**Exercise:** Write out every line below that includes the word "SELECT".

Saved data entries:
========

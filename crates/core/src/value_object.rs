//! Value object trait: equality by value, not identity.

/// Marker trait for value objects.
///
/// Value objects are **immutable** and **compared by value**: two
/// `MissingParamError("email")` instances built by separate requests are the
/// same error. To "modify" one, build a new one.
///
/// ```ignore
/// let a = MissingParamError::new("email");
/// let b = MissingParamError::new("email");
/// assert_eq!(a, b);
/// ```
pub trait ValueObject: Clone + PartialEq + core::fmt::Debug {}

========

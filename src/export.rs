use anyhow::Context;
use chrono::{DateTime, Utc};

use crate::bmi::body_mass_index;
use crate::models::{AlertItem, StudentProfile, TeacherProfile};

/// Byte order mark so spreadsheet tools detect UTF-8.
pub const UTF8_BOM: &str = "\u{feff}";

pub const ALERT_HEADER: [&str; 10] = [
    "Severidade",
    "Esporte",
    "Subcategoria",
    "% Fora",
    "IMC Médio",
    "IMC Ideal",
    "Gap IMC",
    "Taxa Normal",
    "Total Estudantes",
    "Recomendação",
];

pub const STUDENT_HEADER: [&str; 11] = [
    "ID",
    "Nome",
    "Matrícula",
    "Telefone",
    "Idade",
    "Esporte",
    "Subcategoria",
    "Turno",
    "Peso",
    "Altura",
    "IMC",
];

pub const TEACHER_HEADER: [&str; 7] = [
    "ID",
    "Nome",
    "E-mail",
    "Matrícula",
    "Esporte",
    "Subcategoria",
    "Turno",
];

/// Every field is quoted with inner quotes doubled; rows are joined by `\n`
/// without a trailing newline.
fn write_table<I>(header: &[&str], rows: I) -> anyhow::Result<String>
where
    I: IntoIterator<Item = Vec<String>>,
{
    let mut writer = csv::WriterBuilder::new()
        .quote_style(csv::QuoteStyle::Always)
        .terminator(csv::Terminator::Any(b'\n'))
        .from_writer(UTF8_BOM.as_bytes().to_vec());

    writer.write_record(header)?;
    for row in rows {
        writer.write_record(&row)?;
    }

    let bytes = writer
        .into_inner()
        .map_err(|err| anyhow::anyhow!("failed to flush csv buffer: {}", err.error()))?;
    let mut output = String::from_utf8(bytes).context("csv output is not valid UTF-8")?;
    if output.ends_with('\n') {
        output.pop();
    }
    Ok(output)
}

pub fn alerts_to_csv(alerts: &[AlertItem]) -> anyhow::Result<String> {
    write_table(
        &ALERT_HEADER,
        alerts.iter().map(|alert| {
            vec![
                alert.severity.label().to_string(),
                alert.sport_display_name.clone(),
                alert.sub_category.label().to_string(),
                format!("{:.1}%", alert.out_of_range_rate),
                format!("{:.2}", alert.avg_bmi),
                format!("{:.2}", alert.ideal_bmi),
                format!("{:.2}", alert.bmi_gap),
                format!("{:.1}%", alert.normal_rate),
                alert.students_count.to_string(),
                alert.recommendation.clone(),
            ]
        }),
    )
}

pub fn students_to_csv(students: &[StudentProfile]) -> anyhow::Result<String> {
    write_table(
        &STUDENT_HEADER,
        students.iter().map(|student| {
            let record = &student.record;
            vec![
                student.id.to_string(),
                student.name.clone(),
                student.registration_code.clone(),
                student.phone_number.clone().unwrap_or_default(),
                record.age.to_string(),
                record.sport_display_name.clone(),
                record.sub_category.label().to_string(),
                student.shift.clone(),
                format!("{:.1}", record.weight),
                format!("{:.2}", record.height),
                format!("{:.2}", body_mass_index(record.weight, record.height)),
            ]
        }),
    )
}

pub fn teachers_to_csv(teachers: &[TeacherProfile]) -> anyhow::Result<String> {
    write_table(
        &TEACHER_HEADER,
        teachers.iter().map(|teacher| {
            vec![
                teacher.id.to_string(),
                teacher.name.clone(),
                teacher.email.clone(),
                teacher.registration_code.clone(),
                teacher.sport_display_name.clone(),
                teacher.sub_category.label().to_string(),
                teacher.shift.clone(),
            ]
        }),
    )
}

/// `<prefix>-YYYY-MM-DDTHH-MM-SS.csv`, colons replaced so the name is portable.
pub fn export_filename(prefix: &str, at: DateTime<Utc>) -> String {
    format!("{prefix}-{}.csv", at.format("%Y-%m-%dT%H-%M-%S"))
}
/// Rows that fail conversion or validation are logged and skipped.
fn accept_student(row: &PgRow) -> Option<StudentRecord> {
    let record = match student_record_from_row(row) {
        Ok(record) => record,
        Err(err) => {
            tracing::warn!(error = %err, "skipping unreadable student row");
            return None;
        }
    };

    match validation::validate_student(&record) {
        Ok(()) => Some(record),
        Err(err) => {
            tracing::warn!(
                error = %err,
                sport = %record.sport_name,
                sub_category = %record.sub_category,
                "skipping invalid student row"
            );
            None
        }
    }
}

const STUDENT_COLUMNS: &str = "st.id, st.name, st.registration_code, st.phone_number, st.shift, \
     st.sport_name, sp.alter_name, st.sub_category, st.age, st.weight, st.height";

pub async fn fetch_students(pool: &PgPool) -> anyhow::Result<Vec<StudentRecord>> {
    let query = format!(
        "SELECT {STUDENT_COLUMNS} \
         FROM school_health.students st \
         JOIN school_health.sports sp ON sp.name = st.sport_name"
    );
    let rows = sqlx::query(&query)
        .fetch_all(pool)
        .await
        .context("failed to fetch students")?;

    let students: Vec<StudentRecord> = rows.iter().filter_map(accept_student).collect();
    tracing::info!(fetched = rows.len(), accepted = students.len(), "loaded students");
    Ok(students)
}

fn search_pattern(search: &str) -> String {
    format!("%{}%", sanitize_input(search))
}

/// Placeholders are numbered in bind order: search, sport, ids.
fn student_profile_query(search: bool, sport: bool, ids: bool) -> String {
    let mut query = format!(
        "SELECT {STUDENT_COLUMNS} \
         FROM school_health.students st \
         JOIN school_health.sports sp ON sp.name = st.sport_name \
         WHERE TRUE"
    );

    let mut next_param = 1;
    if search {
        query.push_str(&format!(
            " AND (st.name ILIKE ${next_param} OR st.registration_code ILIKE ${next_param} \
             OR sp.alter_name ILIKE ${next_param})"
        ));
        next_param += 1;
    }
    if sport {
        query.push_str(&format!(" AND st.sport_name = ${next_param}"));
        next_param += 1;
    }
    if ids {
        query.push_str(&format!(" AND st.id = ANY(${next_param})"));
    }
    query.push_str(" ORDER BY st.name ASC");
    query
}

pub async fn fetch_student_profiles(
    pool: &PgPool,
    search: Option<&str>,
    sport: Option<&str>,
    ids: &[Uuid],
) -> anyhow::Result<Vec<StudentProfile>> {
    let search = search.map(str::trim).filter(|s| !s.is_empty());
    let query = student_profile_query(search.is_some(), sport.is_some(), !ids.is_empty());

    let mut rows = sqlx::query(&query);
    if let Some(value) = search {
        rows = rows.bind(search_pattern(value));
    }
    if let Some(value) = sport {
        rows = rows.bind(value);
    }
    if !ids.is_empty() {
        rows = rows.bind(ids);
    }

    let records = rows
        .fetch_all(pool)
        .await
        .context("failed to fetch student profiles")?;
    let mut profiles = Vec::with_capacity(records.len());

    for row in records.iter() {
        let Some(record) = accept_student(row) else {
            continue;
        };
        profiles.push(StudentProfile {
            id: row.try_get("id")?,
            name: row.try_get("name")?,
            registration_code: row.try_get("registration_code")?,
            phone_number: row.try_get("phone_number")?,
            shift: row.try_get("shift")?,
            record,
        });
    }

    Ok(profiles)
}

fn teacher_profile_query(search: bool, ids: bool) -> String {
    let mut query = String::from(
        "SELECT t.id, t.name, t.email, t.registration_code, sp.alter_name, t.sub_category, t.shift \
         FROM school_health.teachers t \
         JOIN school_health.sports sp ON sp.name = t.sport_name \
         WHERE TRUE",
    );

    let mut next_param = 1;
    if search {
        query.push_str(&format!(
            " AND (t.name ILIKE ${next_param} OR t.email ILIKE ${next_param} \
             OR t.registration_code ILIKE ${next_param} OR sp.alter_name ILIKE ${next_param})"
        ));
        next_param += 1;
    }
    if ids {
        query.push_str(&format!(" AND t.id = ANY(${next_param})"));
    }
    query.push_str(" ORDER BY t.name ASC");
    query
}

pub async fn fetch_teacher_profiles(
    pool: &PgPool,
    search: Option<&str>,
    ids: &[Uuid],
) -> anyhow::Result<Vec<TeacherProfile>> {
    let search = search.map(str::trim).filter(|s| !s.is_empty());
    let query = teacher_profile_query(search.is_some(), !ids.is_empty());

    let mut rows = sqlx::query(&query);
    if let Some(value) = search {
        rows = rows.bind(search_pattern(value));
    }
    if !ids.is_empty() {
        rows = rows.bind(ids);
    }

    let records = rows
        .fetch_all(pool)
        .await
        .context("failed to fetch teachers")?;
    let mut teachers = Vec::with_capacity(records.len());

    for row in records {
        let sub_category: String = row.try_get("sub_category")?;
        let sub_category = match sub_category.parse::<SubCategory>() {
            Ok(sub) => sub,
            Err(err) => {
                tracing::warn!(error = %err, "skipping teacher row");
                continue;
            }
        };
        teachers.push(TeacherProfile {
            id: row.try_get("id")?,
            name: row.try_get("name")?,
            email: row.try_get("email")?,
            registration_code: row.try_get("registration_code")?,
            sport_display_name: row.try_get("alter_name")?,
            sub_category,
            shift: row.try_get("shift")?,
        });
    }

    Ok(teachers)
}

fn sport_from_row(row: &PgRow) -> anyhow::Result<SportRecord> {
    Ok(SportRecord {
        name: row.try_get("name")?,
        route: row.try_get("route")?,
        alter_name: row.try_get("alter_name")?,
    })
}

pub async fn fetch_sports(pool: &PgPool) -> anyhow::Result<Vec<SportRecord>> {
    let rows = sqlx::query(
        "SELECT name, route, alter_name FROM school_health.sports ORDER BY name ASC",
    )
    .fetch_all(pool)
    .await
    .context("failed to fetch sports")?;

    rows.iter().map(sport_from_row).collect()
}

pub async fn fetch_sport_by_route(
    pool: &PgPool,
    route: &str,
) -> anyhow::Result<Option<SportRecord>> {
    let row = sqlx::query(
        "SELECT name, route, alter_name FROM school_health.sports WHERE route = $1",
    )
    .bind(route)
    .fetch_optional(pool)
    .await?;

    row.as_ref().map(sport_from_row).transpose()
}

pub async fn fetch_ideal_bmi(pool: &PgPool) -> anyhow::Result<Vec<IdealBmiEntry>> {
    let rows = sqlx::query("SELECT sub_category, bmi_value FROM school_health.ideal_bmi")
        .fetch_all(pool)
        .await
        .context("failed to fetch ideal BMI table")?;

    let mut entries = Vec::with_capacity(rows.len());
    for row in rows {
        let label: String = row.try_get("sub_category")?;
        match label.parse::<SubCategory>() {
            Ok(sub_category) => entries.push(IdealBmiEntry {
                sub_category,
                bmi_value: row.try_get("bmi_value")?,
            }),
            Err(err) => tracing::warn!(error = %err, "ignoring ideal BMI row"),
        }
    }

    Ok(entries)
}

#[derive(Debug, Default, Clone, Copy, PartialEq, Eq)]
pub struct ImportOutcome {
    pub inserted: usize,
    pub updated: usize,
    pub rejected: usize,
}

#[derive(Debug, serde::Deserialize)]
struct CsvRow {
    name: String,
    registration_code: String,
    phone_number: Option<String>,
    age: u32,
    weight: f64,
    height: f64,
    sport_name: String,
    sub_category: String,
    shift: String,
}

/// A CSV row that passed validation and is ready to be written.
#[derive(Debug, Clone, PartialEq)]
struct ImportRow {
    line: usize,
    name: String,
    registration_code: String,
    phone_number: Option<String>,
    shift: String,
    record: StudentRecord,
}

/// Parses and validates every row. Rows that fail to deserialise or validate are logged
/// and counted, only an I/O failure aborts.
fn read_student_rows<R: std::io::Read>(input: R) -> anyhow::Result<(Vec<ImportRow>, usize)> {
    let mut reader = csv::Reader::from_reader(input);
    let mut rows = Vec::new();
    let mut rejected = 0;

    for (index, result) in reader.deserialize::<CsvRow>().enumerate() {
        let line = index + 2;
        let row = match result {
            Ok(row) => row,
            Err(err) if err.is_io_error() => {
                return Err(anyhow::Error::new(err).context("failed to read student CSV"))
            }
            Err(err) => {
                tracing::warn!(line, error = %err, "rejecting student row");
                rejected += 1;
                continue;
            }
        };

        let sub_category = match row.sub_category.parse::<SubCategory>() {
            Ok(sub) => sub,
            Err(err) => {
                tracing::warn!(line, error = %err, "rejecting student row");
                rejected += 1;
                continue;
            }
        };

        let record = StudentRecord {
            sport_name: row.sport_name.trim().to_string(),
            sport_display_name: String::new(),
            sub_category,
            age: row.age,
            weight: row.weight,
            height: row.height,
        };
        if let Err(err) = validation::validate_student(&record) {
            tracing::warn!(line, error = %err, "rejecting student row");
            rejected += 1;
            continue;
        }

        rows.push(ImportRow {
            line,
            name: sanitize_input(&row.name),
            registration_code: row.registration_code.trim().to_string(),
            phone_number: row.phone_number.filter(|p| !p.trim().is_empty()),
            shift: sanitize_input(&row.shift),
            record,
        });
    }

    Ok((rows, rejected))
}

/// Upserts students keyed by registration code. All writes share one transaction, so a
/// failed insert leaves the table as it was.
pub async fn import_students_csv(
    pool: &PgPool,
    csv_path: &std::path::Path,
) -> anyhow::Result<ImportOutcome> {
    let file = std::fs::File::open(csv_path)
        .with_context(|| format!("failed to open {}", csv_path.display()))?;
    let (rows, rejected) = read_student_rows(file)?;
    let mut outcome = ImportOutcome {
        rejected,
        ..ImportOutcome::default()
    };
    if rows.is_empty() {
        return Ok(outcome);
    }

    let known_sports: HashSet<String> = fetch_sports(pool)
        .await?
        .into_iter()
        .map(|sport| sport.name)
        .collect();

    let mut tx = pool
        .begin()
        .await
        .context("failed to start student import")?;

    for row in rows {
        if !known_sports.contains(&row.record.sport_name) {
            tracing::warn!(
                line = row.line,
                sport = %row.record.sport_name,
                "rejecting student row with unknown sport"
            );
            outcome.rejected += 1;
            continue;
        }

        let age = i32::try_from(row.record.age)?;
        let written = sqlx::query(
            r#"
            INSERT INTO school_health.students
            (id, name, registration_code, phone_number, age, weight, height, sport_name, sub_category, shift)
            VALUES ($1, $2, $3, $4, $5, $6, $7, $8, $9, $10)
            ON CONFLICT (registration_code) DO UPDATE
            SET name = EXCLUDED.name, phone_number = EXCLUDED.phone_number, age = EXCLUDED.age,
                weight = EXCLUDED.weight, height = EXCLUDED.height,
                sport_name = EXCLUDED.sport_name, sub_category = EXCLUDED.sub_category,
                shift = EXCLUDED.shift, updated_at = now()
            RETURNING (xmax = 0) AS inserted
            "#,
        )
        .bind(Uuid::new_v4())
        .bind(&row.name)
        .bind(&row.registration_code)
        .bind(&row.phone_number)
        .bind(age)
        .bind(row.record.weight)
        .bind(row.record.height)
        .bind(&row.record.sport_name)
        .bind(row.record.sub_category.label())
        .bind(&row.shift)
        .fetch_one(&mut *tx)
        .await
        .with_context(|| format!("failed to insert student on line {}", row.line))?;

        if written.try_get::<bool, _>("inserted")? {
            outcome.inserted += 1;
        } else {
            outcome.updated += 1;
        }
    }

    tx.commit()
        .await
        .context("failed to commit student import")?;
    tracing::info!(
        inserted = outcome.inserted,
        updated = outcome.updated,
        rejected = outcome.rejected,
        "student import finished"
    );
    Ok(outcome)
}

========

**Exercise result:**
        "SELECT {STUDENT_COLUMNS} \
        "SELECT {STUDENT_COLUMNS} \
        "SELECT t.id, t.name, t.email, t.registration_code, sp.alter_name, t.sub_category, t.shift \
        "SELECT name, route, alter_name FROM school_health.sports ORDER BY name ASC",
        "SELECT name, route, alter_name FROM school_health.sports WHERE route = $1",
    let rows = sqlx::query("SELECT sub_category, bmi_value FROM school_health.ideal_bmi")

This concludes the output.